Da una parte gli anarcosindacalisti pur alleandosi con il Fronte Popolare, portano avanti un programma di COLLETTIVIZZAZIONE COMUNISTA delle terre e di GESTIONE OPERAIA delle fabbriche. Dall'altra le forze riformiste (socialisti, repubblicani) e stalinisti (il PCE al servizio della Russia di Stalin) riunite nel Fronte Popolare tentano di impedire con ogni mezzo lo svilupparsi dell'esperienza di autogestione proletaria. Questo stato di cose portò in varie zone della Spagna a scontri militari tra le truppe della CNT e del PCE. Il 4 dicembre del 1936 entra per ragioni tattiche nel governo centrale di Madrid per cercare di levare spazio ai partiti interclassisti (ne esce il 15 maggio giudicando inutile l'esperienza fatta).

1937 - Violenta repressione da parte degli stalinisti sui militanti rivoluzionari: vengono uccisi o imprigionati militanti del POUM (partito marxista di estrema sinistra la cui forza maggiore era concentrata in Catalogna), Trotzchisti, anarcosindacalisti e comunisti-anarchici (tra cui l'italiano Camillo Berneri). Il 4 maggio sotto pressione dello stalinista Camorra, leader del PSUC (partito socialista unificato catalano), la Generalidad (organo governativo locale) della Catalogna decide di iniziare l'eliminazione delle gestioni economiche e politiche non inquadrate dal governo repubblicano: si inizia assaltando la Compagnia dei Telefoni in mano ai lavoratori della CNT.

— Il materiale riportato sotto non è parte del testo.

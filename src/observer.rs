use crate::pattern::{PatternCatalog, PatternId, PatternTable};
use crate::wave::{CellIndex, Wave, WaveCell};
use log::trace;
use rand::Rng;

const NOISE_SCALE: f64 = 1e-6;

#[derive(Debug, Clone, Copy)]
pub struct PatternWeight {
    weight: u32,
    weight_log_weight: f64,
}

impl PatternWeight {
    pub fn new(weight: u32) -> Self {
        let w = weight as f64;
        Self {
            weight,
            weight_log_weight: if weight == 0 { 0. } else { w * w.ln() },
        }
    }
    pub fn weight(&self) -> u32 {
        self.weight
    }
    pub fn weight_log_weight(&self) -> f64 {
        self.weight_log_weight
    }
}

#[derive(Debug, Clone, Copy, PartialEq, Eq)]
pub enum Observation {
    /// The cell at this index was collapsed to a single pattern.
    Collapsed(CellIndex),
    /// Every cell that can be observed has a single pattern left.
    Complete,
    /// Some cell has no possible pattern left.
    Contradiction,
}

enum CellEntropy {
    Contradiction,
    Decided,
    Entropy(f64),
}

/// Chooses which cell to collapse next, and what to collapse it to.
#[derive(Debug, Clone)]
pub struct Observer {
    pattern_weights: PatternTable<PatternWeight>,
    log_num_patterns: f64,
    pattern_size: u32,
}

impl Observer {
    pub fn new(catalog: &PatternCatalog) -> Self {
        Self::from_weights(
            catalog.patterns().iter().map(|pattern| pattern.weight()),
            catalog.pattern_size(),
        )
    }

    pub fn from_weights(weights: impl IntoIterator<Item = u32>, pattern_size: u32) -> Self {
        let pattern_weights = weights
            .into_iter()
            .map(PatternWeight::new)
            .collect::<PatternTable<_>>();
        let log_num_patterns = (pattern_weights.len() as f64).ln();
        Self {
            pattern_weights,
            log_num_patterns,
            pattern_size,
        }
    }

    pub fn pattern_weights(&self) -> &PatternTable<PatternWeight> {
        &self.pattern_weights
    }

    // -(p0*ln(p0) + p1*ln(p1) + ...) = ln(n0+n1+...) - (n0*ln(n0) + n1*ln(n1) + ...) / (n0+n1+...)
    fn cell_entropy(&self, cell: &WaveCell) -> CellEntropy {
        let mut sum_weight = 0u64;
        let mut sum_weight_log_weight = 0.;
        for pattern_id in cell.possible_pattern_ids() {
            let pattern_weight = &self.pattern_weights[pattern_id];
            sum_weight += pattern_weight.weight() as u64;
            sum_weight_log_weight += pattern_weight.weight_log_weight();
        }
        if sum_weight == 0 {
            return CellEntropy::Contradiction;
        }
        if cell.num_possible() == 1 {
            return CellEntropy::Decided;
        }
        let sum_weight = sum_weight as f64;
        let entropy = sum_weight.ln() - sum_weight_log_weight / sum_weight;
        CellEntropy::Entropy(entropy / self.log_num_patterns)
    }

    /// Finds the observable cell with the lowest entropy, ignoring cells that are already
    /// decided, and collapses it to a pattern drawn according to the pattern weights.
    pub fn observe<R: Rng>(&self, wave: &mut Wave, rng: &mut R) -> Observation {
        let size = wave.size();
        let wrap = wave.wrap();
        let mut min_entropy = ::std::f64::INFINITY;
        let mut chosen = None;
        for (coord, cell) in wave.grid().enumerate() {
            if !wrap.is_placeable(coord, size, self.pattern_size) {
                continue;
            }
            if cell.is_collapsed() {
                continue;
            }
            match self.cell_entropy(cell) {
                CellEntropy::Contradiction => return Observation::Contradiction,
                CellEntropy::Decided => (),
                CellEntropy::Entropy(entropy) => {
                    if entropy > 0. {
                        let entropy_with_noise = entropy + NOISE_SCALE * rng.gen::<f64>();
                        if entropy_with_noise < min_entropy {
                            min_entropy = entropy_with_noise;
                            chosen = Some(coord);
                        }
                    }
                }
            }
        }
        let coord = match chosen {
            Some(coord) => coord,
            None => return Observation::Complete,
        };
        let index = wave.index_of_coord(coord);
        let pattern_id = self.choose_pattern_id(wave.cell(index), rng);
        trace!(
            "collapsing ({}, {}) with entropy {:.6} to pattern {}",
            coord.x,
            coord.y,
            min_entropy,
            pattern_id
        );
        wave.collapse(index, pattern_id);
        Observation::Collapsed(index)
    }

    fn choose_pattern_id<R: Rng>(&self, cell: &WaveCell, rng: &mut R) -> PatternId {
        let distribution = self
            .pattern_weights
            .enumerate()
            .map(|(pattern_id, pattern_weight)| {
                if cell.is_possible(pattern_id) {
                    pattern_weight.weight() as f64
                } else {
                    0.
                }
            })
            .collect::<Vec<_>>();
        random_index(&distribution, rng.gen::<f64>()) as PatternId
    }
}

/// Picks an index of `weights` for a uniform sample `r` in `[0, 1)`, with each index taking
/// a share of the unit interval proportional to its weight. If every weight is zero the
/// indices are treated as equally likely.
pub fn random_index(weights: &[f64], r: f64) -> usize {
    let sum = weights.iter().sum::<f64>();
    if sum <= 0. {
        if weights.is_empty() {
            return 0;
        }
        let uniform = vec![1.; weights.len()];
        return random_index(&uniform, r);
    }
    let mut cumulative = 0.;
    for (index, &weight) in weights.iter().enumerate() {
        cumulative += weight / sum;
        if weight > 0. && r < cumulative {
            return index;
        }
    }
    // rounding left r above the final cumulative value
    weights.iter().rposition(|&weight| weight > 0.).unwrap_or(0)
}
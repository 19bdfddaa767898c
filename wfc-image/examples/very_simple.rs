extern crate image;
extern crate wfc_overlap_image;

use wfc_overlap_image::*;

fn main() {
    let args = ::std::env::args().collect::<Vec<_>>();
    if args.len() != 3 {
        println!("usage: {} INPUT_PATH OUTPUT_PATH", args[0]);
        ::std::process::exit(1);
    }
    let input_path = &args[1];
    let output_path = &args[2];
    let input_image = image::open(input_path).unwrap();
    let config = Config {
        symmetry: Symmetry::None,
        ..Config::default()
    };
    let output_image = wfc_overlap_image::generate_image(&input_image, &config, retry::NumTimes(10))
        .expect("Invalid configuration")
        .expect("Too many contradictions");
    output_image.save(output_path).expect("Failed to save");
}
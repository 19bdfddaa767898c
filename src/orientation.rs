use crate::error::Error;
use coord_2d::Coord;
#[cfg(feature = "serde")]
use serde::{Deserialize, Serialize};
use std::convert::TryFrom;

/// An element of the symmetry group of the square. Each variant is described by where the
/// top row of a pattern `##.` ends up.
#[derive(Debug, Clone, Copy, PartialEq, Eq, PartialOrd, Ord, Hash)]
#[repr(u8)]
pub enum Orientation {
    /// ##.
    /// ...
    /// ...
    Original,
    /// .##
    /// ...
    /// ...
    Reflected,
    /// ...
    /// #..
    /// #..
    Rotated90,
    /// ...
    /// ..#
    /// ..#
    ReflectedRotated90,
    /// ...
    /// ...
    /// .##
    Rotated180,
    /// ...
    /// ...
    /// ##.
    ReflectedRotated180,
    /// ..#
    /// ..#
    /// ...
    Rotated270,
    /// #..
    /// #..
    /// ...
    ReflectedRotated270,
}

use self::Orientation::*;

/// Every orientation, in the order variants of a sampled window are generated. Each odd entry is
/// the reflection of the entry before it, and each even entry is the rotation of the even entry
/// before it.
pub const ALL: [Orientation; 8] = [
    Original,
    Reflected,
    Rotated90,
    ReflectedRotated90,
    Rotated180,
    ReflectedRotated180,
    Rotated270,
    ReflectedRotated270,
];

impl Orientation {
    /// Maps a coordinate of the transformed pattern to the coordinate of the original pattern
    /// it reads from.
    pub fn transform_coord(self, pattern_size: u32, coord: Coord) -> Coord {
        let n = pattern_size as i32 - 1;
        let Coord { x, y } = coord;
        match self {
            Original => coord,
            Reflected => Coord::new(n - x, y),
            Rotated90 => Coord::new(n - y, x),
            ReflectedRotated90 => Coord::new(n - y, n - x),
            Rotated180 => Coord::new(n - x, n - y),
            ReflectedRotated180 => Coord::new(x, n - y),
            Rotated270 => Coord::new(y, n - x),
            ReflectedRotated270 => Coord::new(y, x),
        }
    }
}

/// How many of the orientations in `ALL` are sampled from each window.
#[derive(Debug, Clone, Copy, PartialEq, Eq, Hash)]
#[cfg_attr(feature = "serde", derive(Serialize, Deserialize))]
#[cfg_attr(feature = "serde", serde(try_from = "u32", into = "u32"))]
pub enum Symmetry {
    None,
    Reflect,
    All,
}

impl Symmetry {
    pub fn count(self) -> usize {
        match self {
            Symmetry::None => 1,
            Symmetry::Reflect => 2,
            Symmetry::All => 8,
        }
    }

    pub fn orientations(self) -> &'static [Orientation] {
        &ALL[..self.count()]
    }
}

impl TryFrom<u32> for Symmetry {
    type Error = Error;
    fn try_from(count: u32) -> Result<Self, Self::Error> {
        match count {
            1 => Ok(Symmetry::None),
            2 => Ok(Symmetry::Reflect),
            8 => Ok(Symmetry::All),
            other => Err(Error::invalid_config(format!(
                "symmetry must be 1, 2 or 8 (got {})",
                other
            ))),
        }
    }
}

impl From<Symmetry> for u32 {
    fn from(symmetry: Symmetry) -> u32 {
        symmetry.count() as u32
    }
}
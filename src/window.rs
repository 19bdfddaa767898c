use crate::orientation::Orientation;
use crate::pattern::ColourId;
use coord_2d::Coord;
use grid_2d::Grid;
use std::hash::{Hash, Hasher};

/// An oriented square of the source's colour ids, anchored at a position of the source.
/// Local coordinates past the right or bottom edge of the source wrap around to the start.
#[derive(Clone, Copy)]
pub struct SourceWindow<'a> {
    grid: &'a Grid<ColourId>,
    position: Coord,
    pattern_size: u32,
    orientation: Orientation,
}

impl<'a> SourceWindow<'a> {
    pub fn new(
        grid: &'a Grid<ColourId>,
        position: Coord,
        pattern_size: u32,
        orientation: Orientation,
    ) -> Self {
        Self {
            grid,
            position,
            pattern_size,
            orientation,
        }
    }

    /// The colour at a local coordinate, which must be inside the window.
    pub fn colour(&self, local: Coord) -> ColourId {
        let n = self.pattern_size as i32;
        assert!(
            local.x >= 0 && local.y >= 0 && local.x < n && local.y < n,
            "local coord is outside the window"
        );
        let source = self.orientation.transform_coord(self.pattern_size, local);
        *self.grid.get_tiled(self.position + source)
    }

    /// Row-major colours of the window as seen through its orientation.
    pub fn colours(&self) -> impl Iterator<Item = ColourId> + '_ {
        let n = self.pattern_size;
        (0..n * n).map(move |i| self.colour(Coord::new((i % n) as i32, (i / n) as i32)))
    }
}

impl<'a> Hash for SourceWindow<'a> {
    fn hash<H: Hasher>(&self, state: &mut H) {
        self.pattern_size.hash(state);
        self.colours().for_each(|colour| colour.hash(state));
    }
}

impl<'a> PartialEq for SourceWindow<'a> {
    fn eq(&self, other: &Self) -> bool {
        self.pattern_size == other.pattern_size && self.colours().eq(other.colours())
    }
}

impl<'a> Eq for SourceWindow<'a> {}
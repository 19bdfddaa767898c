use crate::error::{Error, Result};
use crate::orientation::Symmetry;
use coord_2d::Size;
#[cfg(feature = "serde")]
use serde::{Deserialize, Serialize};
use std::time::Duration;

/// Options of a single generation request.
#[derive(Debug, Clone, Copy, PartialEq, Eq)]
#[cfg_attr(feature = "serde", derive(Serialize, Deserialize))]
#[cfg_attr(feature = "serde", serde(default))]
pub struct Config {
    /// Side length of the square patterns sampled from the source bitmap.
    pub pattern_size: u32,
    /// Sample windows that wrap around the edges of the source bitmap.
    pub periodic_input: bool,
    /// How many reflected and rotated variants of each window to include.
    pub symmetry: Symmetry,
    /// Treat the output as a torus.
    pub periodic_output: bool,
    pub output_width: u32,
    pub output_height: u32,
    /// Signed index of a pattern to pin to the bottom row of the output. 0 disables it, and
    /// negative values count back from the last pattern.
    pub ground: i32,
}

impl Default for Config {
    fn default() -> Self {
        Self {
            pattern_size: 3,
            periodic_input: true,
            symmetry: Symmetry::All,
            periodic_output: true,
            output_width: 48,
            output_height: 48,
            ground: 0,
        }
    }
}

impl Config {
    pub fn output_size(&self) -> Size {
        Size::new(self.output_width, self.output_height)
    }

    /// Checks the options against the size of the source bitmap they will be applied to.
    pub fn validate(&self, input_size: Size) -> Result<()> {
        validate_pattern_size(self.pattern_size, self.periodic_input, input_size)?;
        if self.output_width == 0 || self.output_height == 0 {
            return Err(Error::invalid_config(format!(
                "output size must be positive (got {}x{})",
                self.output_width, self.output_height
            )));
        }
        Ok(())
    }
}

/// Checks that windows of `pattern_size` can be sampled from a source of `input_size`.
pub(crate) fn validate_pattern_size(
    pattern_size: u32,
    periodic_input: bool,
    input_size: Size,
) -> Result<()> {
    if pattern_size < 1 {
        return Err(Error::invalid_config("pattern size must be at least 1"));
    }
    if !periodic_input && (input_size.width() < pattern_size || input_size.height() < pattern_size)
    {
        return Err(Error::invalid_config(format!(
            "non-periodic input of size {}x{} is smaller than the pattern size {}",
            input_size.width(),
            input_size.height(),
            pattern_size
        )));
    }
    Ok(())
}

/// Pacing of the cooperative generation loop.
#[derive(Debug, Clone, Copy, PartialEq, Eq)]
pub struct TickConfig {
    /// Wall-clock time a single tick should aim to take.
    pub target: Duration,
    /// Number of propagation steps the first tick may perform.
    pub initial_propagation_steps: usize,
}

impl Default for TickConfig {
    fn default() -> Self {
        Self {
            // about 45 ticks per second
            target: Duration::from_millis(22),
            initial_propagation_steps: 1000,
        }
    }
}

Gli operai anarcosindacalisti rispondono alle provocazioni staliniste con la guerriglia urbana: a Barcellona si hanno 500 morti. In tutto il territorio il governo repubblicano sotto la spinta del PCE continua una sistematica distruzione militare delle collettività agricole.

1938 - Il Fronte Popolare favorisce il rientro dei grandi proprietari terrieri; viene abrogata definitivamente la collettivizzazione e nelle industrie fu eliminato il controllo operaio: le fabbriche furono restituite a vecchi o nuovi padroni.

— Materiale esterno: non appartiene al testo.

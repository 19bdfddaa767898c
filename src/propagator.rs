use crate::pattern::{Pattern, PatternCatalog, PatternId, PatternTable};
use coord_2d::Coord;
use log::debug;

/// Whether `b`, placed at `offset` relative to `a`, has the same colours as `a` wherever the
/// two overlap.
fn are_patterns_compatible(a: &Pattern, b: &Pattern, offset: Coord) -> bool {
    let n = a.size() as i32;
    assert!(a.size() == b.size());
    let Coord { x: dx, y: dy } = offset;
    let (xmin, xmax) = (dx.max(0), (dx + n).min(n));
    let (ymin, ymax) = (dy.max(0), (dy + n).min(n));
    (ymin..ymax).all(|y| {
        (xmin..xmax).all(|x| a.get(Coord::new(x, y)) == b.get(Coord::new(x - dx, y - dy)))
    })
}

/// For every offset within a pattern's footprint (`-(N-1)..=N-1` on each axis) and every
/// pattern, the patterns that may be placed at that offset from it.
#[derive(Debug, Clone)]
pub struct Propagator {
    pattern_size: u32,
    compatible_per_offset: Vec<PatternTable<Vec<PatternId>>>,
}

impl Propagator {
    pub fn new(catalog: &PatternCatalog) -> Self {
        let pattern_size = catalog.pattern_size();
        let patterns = catalog.patterns();
        let compatible_per_offset = offsets(pattern_size)
            .map(|offset| {
                patterns
                    .iter()
                    .map(|pattern| {
                        patterns
                            .enumerate()
                            .filter(|(_, other)| are_patterns_compatible(pattern, other, offset))
                            .map(|(id, _)| id)
                            .collect::<Vec<_>>()
                    })
                    .collect::<PatternTable<_>>()
            })
            .collect::<Vec<_>>();
        debug!(
            "built compatibility tables for {} patterns over {} offsets ({} entries)",
            patterns.len(),
            compatible_per_offset.len(),
            compatible_per_offset
                .iter()
                .flat_map(|table| table.iter())
                .map(|compatible| compatible.len())
                .sum::<usize>(),
        );
        Self {
            pattern_size,
            compatible_per_offset,
        }
    }

    pub fn pattern_size(&self) -> u32 {
        self.pattern_size
    }

    fn offset_index(&self, offset: Coord) -> usize {
        let reach = self.pattern_size as i32 - 1;
        let side = 2 * reach + 1;
        assert!(
            offset.x.abs() <= reach && offset.y.abs() <= reach,
            "offset out of range"
        );
        ((offset.x + reach) + (offset.y + reach) * side) as usize
    }

    /// Patterns that may be placed at `offset` relative to `pattern_id`.
    pub fn compatible(&self, pattern_id: PatternId, offset: Coord) -> &[PatternId] {
        &self.compatible_per_offset[self.offset_index(offset)][pattern_id]
    }

    pub fn is_compatible(&self, a: PatternId, b: PatternId, offset: Coord) -> bool {
        self.compatible(a, offset).contains(&b)
    }
}

/// Every offset at which two patterns of the given size overlap, row by row.
pub fn offsets(pattern_size: u32) -> impl Iterator<Item = Coord> {
    let reach = pattern_size as i32 - 1;
    (-reach..=reach).flat_map(move |dy| (-reach..=reach).map(move |dx| Coord::new(dx, dy)))
}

1939 - Le truppe di Franco, con l'imponente aiuto militare fornito dalla Germania nazista e dall'Italia fascista (solo dall'Italia erano arrivati 50.000 soldati e 150 carri armati con l'appoggio di 700 aerei) riescono definitivamente a conquistare tutto il paese. Infatti dopo la battaglia dell'Ebro, il Fronte Popolare è definitivamente sconfitto. Il 26 gennaio cade Barcellona, il 28 marzo Franco e la falange entrano a Madrid. Il governo repubblicano fugge in Francia dove trovano riparo moltissimi proletari spagnoli.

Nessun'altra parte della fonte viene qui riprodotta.